The withdrawals seem to have been intended to dispel any doubts about whether the missiles were under tight central control or whether anybody in government was thinking of firing them.

The Pentagon revealed this week that the now deposed Soviet chief of staff suggested before the coup attempt that Moscow and Washington add the safety of nuclear arms to topics that U.S. and Soviet military leaders discuss regularly. In the ensuing chaos, nobody has followed up.

In a Washington Post interview this week, President Mikhail S. Gorbachev’s closest science adviser suggested an international authority to keep an eye on Soviet nuclear weapons until order is restored. Because he was not speaking for Gorbachev and was a little vague on just how the authority might be put together, it may well have been just one more attempt to signal peaceful intentions.

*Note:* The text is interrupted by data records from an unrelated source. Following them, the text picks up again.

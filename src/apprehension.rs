//! Apprehension record types exchanged with the records backend.
//!
//! Field names match the backend's camelCase JSON contract.

use chrono::{SecondsFormat, Utc};
use serde::{Deserialize, Serialize};

/// Generate ISO8601 timestamp for current time.
pub fn now_iso8601() -> String {
    Utc::now().to_rfc3339_opts(SecondsFormat::Secs, true)
}

/// Driver/operator name pair.
#[derive(Debug, Clone, Default, PartialEq, Eq, Serialize, Deserialize)]
#[serde(rename_all = "camelCase")]
pub struct Driver {
    pub last_name: String,
    pub first_name: String,
}

/// Item confiscated at apprehension (license, plate, ...).
///
/// Both parts are nullable on the backend; the importer always fills them
/// with strings.
#[derive(Debug, Clone, Default, PartialEq, Eq, Serialize, Deserialize)]
pub struct ConfiscatedItem {
    #[serde(rename = "type")]
    pub item_type: Option<String>,
    pub number: Option<String>,
}

/// One record submitted to the bulk-import endpoint.
#[derive(Debug, Clone, Default, PartialEq, Eq, Serialize, Deserialize)]
#[serde(rename_all = "camelCase")]
pub struct ApprehensionInput {
    pub date_of_submission: String, // YYYY-MM-DD or raw text
    pub date_of_apprehension: String, // YYYY-MM-DD or raw text
    pub time_of_apprehension: String,
    pub agency: String,
    pub apprehending_officer: String,
    pub case_number: String,
    pub driver: Driver,
    pub violation: String,
    pub confiscated_item: ConfiscatedItem,
    pub restriction_code: String,
    pub conditions: String,
    pub nationality: String,
    pub gender: String,
    pub mv_type: String,
    pub plate_number: String,
    pub place_of_apprehension: String,
    pub remarks: String,
}

/// Standard `{data, pagination?}` response envelope of the records API.
#[derive(Debug, Clone, Serialize, Deserialize)]
pub struct ApiEnvelope<T> {
    pub data: T,
    #[serde(default, skip_serializing_if = "Option::is_none")]
    pub pagination: Option<Pagination>,
}

#[derive(Debug, Clone, Serialize, Deserialize)]
#[serde(rename_all = "camelCase")]
pub struct Pagination {
    pub page: u32,
    pub limit: u32,
    pub total: u64,
    pub total_pages: u32,
}

/// Outcome of a bulk import as reported by the backend.
#[derive(Debug, Clone, Default, Serialize, Deserialize)]
pub struct BulkImportSummary {
    pub imported: usize,
    pub failed: usize,
    #[serde(default)]
    pub errors: Vec<RowError>,
}

/// A single row rejected by the backend.
#[derive(Debug, Clone, Serialize, Deserialize)]
pub struct RowError {
    pub row: usize,
    pub error: String,
}

impl RowError {
    /// Render as the line shown to the user after an import.
    pub fn to_line(&self) -> String {
        format!("Row {}: {}", self.row, self.error)
    }
}

#[derive(Debug, Clone, Deserialize)]
#[serde(rename_all = "camelCase")]
pub struct LoginData {
    pub access_token: String,
}
//! Import flow state machine: upload → preview → importing → done.

use serde::Serialize;
use sha2::{Digest, Sha256};
use std::fmt;
use tracing::{info, warn};

use crate::apprehension::{now_iso8601, ApprehensionInput, BulkImportSummary};
use crate::error::{ImportError, ImportResult};
use crate::normalizer::mapping::HeaderTable;
use crate::normalizer::validate::ValidationResult;
use crate::normalizer::{self, ColumnReport, NormalizedSheet};
use crate::sheet_parser;

/// Rows shown per preview page unless the caller asks otherwise.
pub const DEFAULT_PREVIEW_LIMIT: usize = 10;

#[derive(Debug, Clone, Copy, PartialEq, Eq, Serialize)]
#[serde(rename_all = "lowercase")]
pub enum ImportStep {
    Upload,
    Preview,
    Importing,
    Done,
}

impl fmt::Display for ImportStep {
    fn fmt(&self, f: &mut fmt::Formatter<'_>) -> fmt::Result {
        let name = match self {
            Self::Upload => "upload",
            Self::Preview => "preview",
            Self::Importing => "importing",
            Self::Done => "done",
        };
        f.write_str(name)
    }
}

/// What the user sees once a submission resolves.
#[derive(Debug, Clone, Default, PartialEq, Eq, Serialize)]
pub struct ImportReport {
    pub success: usize,
    pub failed: usize,
    pub errors: Vec<String>,
}

impl ImportReport {
    /// A transport failure marks the whole batch as failed.
    pub fn from_outcome(outcome: anyhow::Result<BulkImportSummary>, submitted: usize) -> Self {
        match outcome {
            Ok(summary) => Self {
                success: summary.imported,
                failed: summary.failed,
                errors: summary.errors.iter().map(|e| e.to_line()).collect(),
            },
            Err(e) => Self {
                success: 0,
                failed: submitted,
                errors: vec![e.to_string()],
            },
        }
    }
}

/// One normalized record with its source row.
#[derive(Debug, Clone, Serialize)]
#[serde(rename_all = "camelCase")]
pub struct PreviewRecord {
    pub sheet_row: usize,
    #[serde(flatten)]
    pub record: ApprehensionInput,
}

#[derive(Debug, Clone, Serialize)]
#[serde(rename_all = "camelCase")]
pub struct RecordsPage {
    pub records: Vec<PreviewRecord>,
    pub offset: usize,
    pub limit: usize,
    pub total: usize,
    pub has_more: bool,
}

/// Serializable view of a session.
#[derive(Debug, Clone, Serialize)]
#[serde(rename_all = "camelCase")]
pub struct SessionSnapshot {
    pub id: String,
    pub step: ImportStep,
    pub file_name: Option<String>,
    pub content_hash: Option<String>,
    pub created_at: String,
    /// 1-based.
    pub header_row: Option<usize>,
    pub total_records: usize,
    pub columns: Vec<ColumnReport>,
    pub validation: Option<ValidationResult>,
    pub warnings: Vec<String>,
    pub preview: RecordsPage,
    pub result: Option<ImportReport>,
}

/// State of one import attempt. Owns its sheet and results exclusively.
#[derive(Debug, Clone)]
pub struct ImportSession {
    step: ImportStep,
    file_name: Option<String>,
    content_hash: Option<String>,
    created_at: String,
    sheet: Option<NormalizedSheet>,
    result: Option<ImportReport>,
}

impl Default for ImportSession {
    fn default() -> Self {
        Self::new()
    }
}

impl ImportSession {
    pub fn new() -> Self {
        Self {
            step: ImportStep::Upload,
            file_name: None,
            content_hash: None,
            created_at: now_iso8601(),
            sheet: None,
            result: None,
        }
    }

    pub fn step(&self) -> ImportStep {
        self.step
    }

    pub fn records(&self) -> &[ApprehensionInput] {
        self.sheet.as_ref().map(|s| s.records.as_slice()).unwrap_or(&[])
    }

    /// Parse and normalize an uploaded file, moving to `Preview`.
    ///
    /// Any parse failure leaves the session in `Upload` with nothing retained.
    pub fn load(&mut self, filename: &str, data: &[u8], table: &HeaderTable) -> ImportResult<()> {
        self.expect_step(ImportStep::Upload)?;

        let outcome = sheet_parser::parse_file(filename, data)
            .and_then(|sheet| normalizer::normalize(&sheet, table));

        let normalized = match outcome {
            Ok(n) => n,
            Err(e) => {
                warn!("Failed to load '{}': {:?}", filename, e);
                self.clear();
                return Err(e);
            }
        };

        self.content_hash = Some({
            let mut hasher = Sha256::new();
            hasher.update(data);
            format!("{:x}", hasher.finalize())
        });
        self.file_name = Some(filename.to_string());
        info!(
            "Loaded '{}' ({} bytes): {} records ready for preview",
            filename,
            data.len(),
            normalized.records.len()
        );
        self.sheet = Some(normalized);
        self.step = ImportStep::Preview;
        Ok(())
    }

    /// Move to `Importing` and hand back the records to submit.
    pub fn begin_import(&mut self) -> ImportResult<Vec<ApprehensionInput>> {
        self.expect_step(ImportStep::Preview)?;

        if let Some(sheet) = &self.sheet {
            if !sheet.validation.can_import() {
                return Err(ImportError::MissingRequired(
                    sheet.validation.missing_required.clone(),
                ));
            }
        }

        self.step = ImportStep::Importing;
        Ok(self.records().to_vec())
    }

    /// Record the submission outcome and move to `Done`, success or not.
    pub fn finish(&mut self, outcome: anyhow::Result<BulkImportSummary>) -> ImportResult<&ImportReport> {
        self.expect_step(ImportStep::Importing)?;

        if let Err(e) = &outcome {
            warn!("Bulk import request failed: {:#}", e);
        }
        let report = ImportReport::from_outcome(outcome, self.records().len());
        info!(
            "Import of '{}' done: {} succeeded, {} failed",
            self.file_name.as_deref().unwrap_or_default(),
            report.success,
            report.failed
        );

        self.step = ImportStep::Done;
        Ok(&*self.result.insert(report))
    }

    /// Drop everything and return to `Upload`.
    pub fn reset(&mut self) -> ImportResult<()> {
        if self.step == ImportStep::Importing {
            return Err(ImportError::Busy);
        }
        self.clear();
        Ok(())
    }

    pub fn preview(&self, offset: usize, limit: Option<usize>) -> RecordsPage {
        let limit = limit.unwrap_or(DEFAULT_PREVIEW_LIMIT);
        let (records, total) = match &self.sheet {
            Some(sheet) => {
                let page = sheet
                    .rows
                    .iter()
                    .zip(&sheet.records)
                    .skip(offset)
                    .take(limit)
                    .map(|(row, record)| PreviewRecord {
                        sheet_row: row.sheet_row,
                        record: record.clone(),
                    })
                    .collect();
                (page, sheet.records.len())
            }
            None => (Vec::new(), 0),
        };

        RecordsPage {
            records,
            offset,
            limit,
            total,
            has_more: offset.saturating_add(limit) < total,
        }
    }

    pub fn warnings(&self) -> Vec<String> {
        let Some(sheet) = &self.sheet else {
            return Vec::new();
        };

        let mut warnings = Vec::new();
        let validation = &sheet.validation;
        if !validation.missing_required.is_empty() {
            warnings.push(
                ImportError::MissingRequired(validation.missing_required.clone()).to_string(),
            );
        }
        if validation.unmapped_count > 0 {
            warnings.push(format!(
                "{} column(s) could not be mapped and will be ignored.",
                validation.unmapped_count
            ));
        }
        warnings
    }

    pub fn snapshot(&self, id: &str) -> SessionSnapshot {
        SessionSnapshot {
            id: id.to_string(),
            step: self.step,
            file_name: self.file_name.clone(),
            content_hash: self.content_hash.clone(),
            created_at: self.created_at.clone(),
            header_row: self.sheet.as_ref().map(|s| s.header_row + 1),
            total_records: self.records().len(),
            columns: self
                .sheet
                .as_ref()
                .map(|s| s.columns.clone())
                .unwrap_or_default(),
            validation: self.sheet.as_ref().map(|s| s.validation.clone()),
            warnings: self.warnings(),
            preview: self.preview(0, None),
            result: self.result.clone(),
        }
    }

    fn expect_step(&self, expected: ImportStep) -> ImportResult<()> {
        if self.step != expected {
            return Err(ImportError::InvalidStep {
                expected,
                actual: self.step,
            });
        }
        Ok(())
    }

    fn clear(&mut self) {
        self.step = ImportStep::Upload;
        self.file_name = None;
        self.content_hash = None;
        self.sheet = None;
        self.result = None;
    }
}

#[cfg(test)]
mod tests {
    use super::*;
    use crate::api_client::ApprehensionSink;
    use crate::apprehension::RowError;
    use crate::normalizer::fields::CanonicalField;

    const CSV: &str = "DATE OF APPREHENSION,AGENCY,CASE NUMBER,VIOLATION,DRIVER/OPERATOR,,PLATE NO.,PLACE OF APPREHENSION\n\
        ,,,,Last Name,First Name,,\n\
        2025-03-01,PNP,CASE-001,Illegal Parking,Dela Cruz,Juan,ABC1234,EDSA\n\
        2025-03-02,MMDA,CASE-002,Speeding,Santos,Maria,XYZ987,Cubao\n";

    struct MockSink {
        fail_row: Option<usize>,
        transport_error: bool,
    }

    #[async_trait::async_trait]
    impl ApprehensionSink for MockSink {
        async fn bulk_import(
            &self,
            records: &[ApprehensionInput],
        ) -> anyhow::Result<BulkImportSummary> {
            if self.transport_error {
                anyhow::bail!("connection refused");
            }
            let errors: Vec<RowError> = self
                .fail_row
                .map(|row| RowError {
                    row,
                    error: "Duplicate case number".to_string(),
                })
                .into_iter()
                .collect();
            Ok(BulkImportSummary {
                imported: records.len() - errors.len(),
                failed: errors.len(),
                errors,
            })
        }
    }

    fn loaded() -> ImportSession {
        let mut session = ImportSession::new();
        session
            .load("records.csv", CSV.as_bytes(), &HeaderTable::builtin())
            .unwrap();
        session
    }

    #[test]
    fn test_load_moves_to_preview() {
        let session = loaded();
        assert_eq!(session.step(), ImportStep::Preview);
        assert_eq!(session.records().len(), 2);
        assert_eq!(session.records()[1].driver.first_name, "Maria");
        assert!(session.warnings().is_empty());

        let snapshot = session.snapshot("imp_1");
        assert_eq!(snapshot.file_name.as_deref(), Some("records.csv"));
        assert_eq!(snapshot.header_row, Some(1));
        assert_eq!(snapshot.content_hash.as_ref().map(String::len), Some(64));
    }

    #[test]
    fn test_parse_failure_retains_nothing() {
        let mut session = ImportSession::new();
        let err = session
            .load("notes.csv", b"AGENCY,VIOLATION,PLATE\n", &HeaderTable::builtin())
            .unwrap_err();
        assert_eq!(err.to_string(), "The file is empty or has no data rows.");
        assert_eq!(session.step(), ImportStep::Upload);
        assert!(session.snapshot("x").file_name.is_none());

        let err = session
            .load("notes.txt", b"hello", &HeaderTable::builtin())
            .unwrap_err();
        assert!(err.is_parse_failure());
        assert_eq!(session.step(), ImportStep::Upload);
    }

    #[test]
    fn test_missing_required_blocks_import() {
        let mut session = ImportSession::new();
        let csv = "AGENCY,VIOLATION,BADGE\n,,\nPNP,Speeding,red\n";
        session
            .load("partial.csv", csv.as_bytes(), &HeaderTable::builtin())
            .unwrap();

        let warnings = session.warnings();
        assert_eq!(warnings.len(), 2);
        assert!(warnings[0].starts_with("Missing required columns: dateOfApprehension"));
        assert_eq!(warnings[1], "1 column(s) could not be mapped and will be ignored.");

        let err = session.begin_import().unwrap_err();
        assert!(matches!(err, ImportError::MissingRequired(ref f) if f.contains(&CanonicalField::CaseNumber)));
        assert_eq!(session.step(), ImportStep::Preview);
    }

    #[test]
    fn test_preview_pagination() {
        let session = loaded();
        let page = session.preview(0, Some(1));
        assert_eq!(page.records.len(), 1);
        assert_eq!(page.total, 2);
        assert!(page.has_more);
        assert_eq!(page.records[0].sheet_row, 3);

        let page = session.preview(1, None);
        assert_eq!(page.limit, DEFAULT_PREVIEW_LIMIT);
        assert_eq!(page.records[0].record.case_number, "CASE-002");
        assert!(!page.has_more);

        assert!(session.preview(5, None).records.is_empty());
    }

    #[tokio::test]
    async fn test_submit_with_row_failure() {
        let mut session = loaded();
        let records = session.begin_import().unwrap();
        assert_eq!(session.step(), ImportStep::Importing);
        assert!(matches!(session.reset(), Err(ImportError::Busy)));

        let sink = MockSink {
            fail_row: Some(2),
            transport_error: false,
        };
        let outcome = sink.bulk_import(&records).await;
        let report = session.finish(outcome).unwrap();
        assert_eq!(report.success, 1);
        assert_eq!(report.failed, 1);
        assert_eq!(report.errors, vec!["Row 2: Duplicate case number"]);
        assert_eq!(session.step(), ImportStep::Done);
    }

    #[tokio::test]
    async fn test_transport_failure_fails_whole_batch() {
        let mut session = loaded();
        let records = session.begin_import().unwrap();
        let sink = MockSink {
            fail_row: None,
            transport_error: true,
        };
        let report = session.finish(sink.bulk_import(&records).await).unwrap().clone();
        assert_eq!(
            report,
            ImportReport {
                success: 0,
                failed: 2,
                errors: vec!["connection refused".to_string()],
            }
        );
        assert_eq!(session.step(), ImportStep::Done);
    }

    #[test]
    fn test_step_guards() {
        let mut session = ImportSession::new();
        assert!(matches!(
            session.begin_import(),
            Err(ImportError::InvalidStep { expected: ImportStep::Preview, actual: ImportStep::Upload })
        ));
        assert!(session.finish(Err(anyhow::anyhow!("x"))).is_err());

        let mut session = loaded();
        assert!(session
            .load("records.csv", CSV.as_bytes(), &HeaderTable::builtin())
            .is_err());
        session.reset().unwrap();
        assert_eq!(session.step(), ImportStep::Upload);
        assert!(session.records().is_empty());
    }

    #[test]
    fn test_step_serializes_lowercase() {
        assert_eq!(serde_json::to_value(ImportStep::Importing).unwrap(), "importing");
        assert_eq!(ImportStep::Done.to_string(), "done");
    }
}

Finally, both the Pentagon and the State Department continue to say they see no sign of a threat either to or from Soviet nuclear missiles.

PERSISTENT STORIES: Still, scare stories persist. One example was a news report suggesting that the director of the International Institute for Strategic Studies, a London-based defense think tank, was speculating that Soviet gangsters might steal small warheads and sell them to terrorists. It is not likely that Francois Heisbourg meant to give that impression. Central controls over smaller nuclear weapons are not as direct as those on long-range weapons, but they are effective. Analysts generally say nobody could explode a stolen warhead without a code and it is not likely that guards would obligingly tape a copy of the code to each warhead.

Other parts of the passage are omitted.